**Collected data entries**
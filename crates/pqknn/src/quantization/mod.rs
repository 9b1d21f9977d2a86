//! Product Quantization for vector compression.
//!
//! # Overview
//!
//! Product Quantization works by:
//! 1. Splitting vectors into `n` contiguous sub-vectors (the last ones zero-padded)
//! 2. Training `k = 2^c` centroids per sub-vector position with a [`Clusterer`]
//! 3. Encoding each vector as `n` indices into the per-position [`Codebook`]s
//!
//! For example, a 784-pixel image with `n = 30` and `k = 256` is stored as 30
//! codes instead of 784 integers.
//!
//! # Distance Computation
//!
//! Queries are never compressed. A [`DistanceTable`] holds the squared distance
//! from each query sub-vector to every centroid at that position, after which
//! the distance to any stored record is `n` table lookups
//! (asymmetric distance computation).

mod clusterer;
mod codebook;
mod config;
mod layout;
mod training;

pub use clusterer::{Clusterer, KMeansClusterer};
pub use codebook::{Codebook, DistanceTable};
pub use config::{PqKnnConfig, MAX_CLUSTER_BITS};
pub use layout::{split, SubvectorLayout};
pub use training::{KMeans, KMeansConfig};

**Task directions**
Reproduce every entry above so that each one matches its source exactly.

**Response**
filename crates/pqknn/src/quantization/mod.rs
repository 9b1d21f9977d2a86
//! Product Quantization for vector compression.
//!
//! # Overview
//!
//! Product Quantization works by:
//! 1. Splitting vectors into `n` contiguous sub-vectors (the last ones zero-padded)
//! 2. Training `k = 2^c` centroids per sub-vector position with a [`Clusterer`]
//! 3. Encoding each vector as `n` indices into the per-position [`Codebook`]s
//!
//! For example, a 784-pixel image with `n = 30` and `k = 256` is stored as 30
//! codes instead of 784 integers.
//!
//! # Distance Computation
//!
//! Queries are never compressed. A [`DistanceTable`] holds the squared distance
//! from each query sub-vector to every centroid at that position, after which
//! the distance to any stored record is `n` table lookups
//! (asymmetric distance computation).

mod clusterer;
mod codebook;
mod config;
mod layout;
mod training;

pub use clusterer::{Clusterer, KMeansClusterer};
pub use codebook::{Codebook, DistanceTable};
pub use config::{PqKnnConfig, MAX_CLUSTER_BITS};
pub use layout::{split, SubvectorLayout};
pub use training::{KMeans, KMeansConfig};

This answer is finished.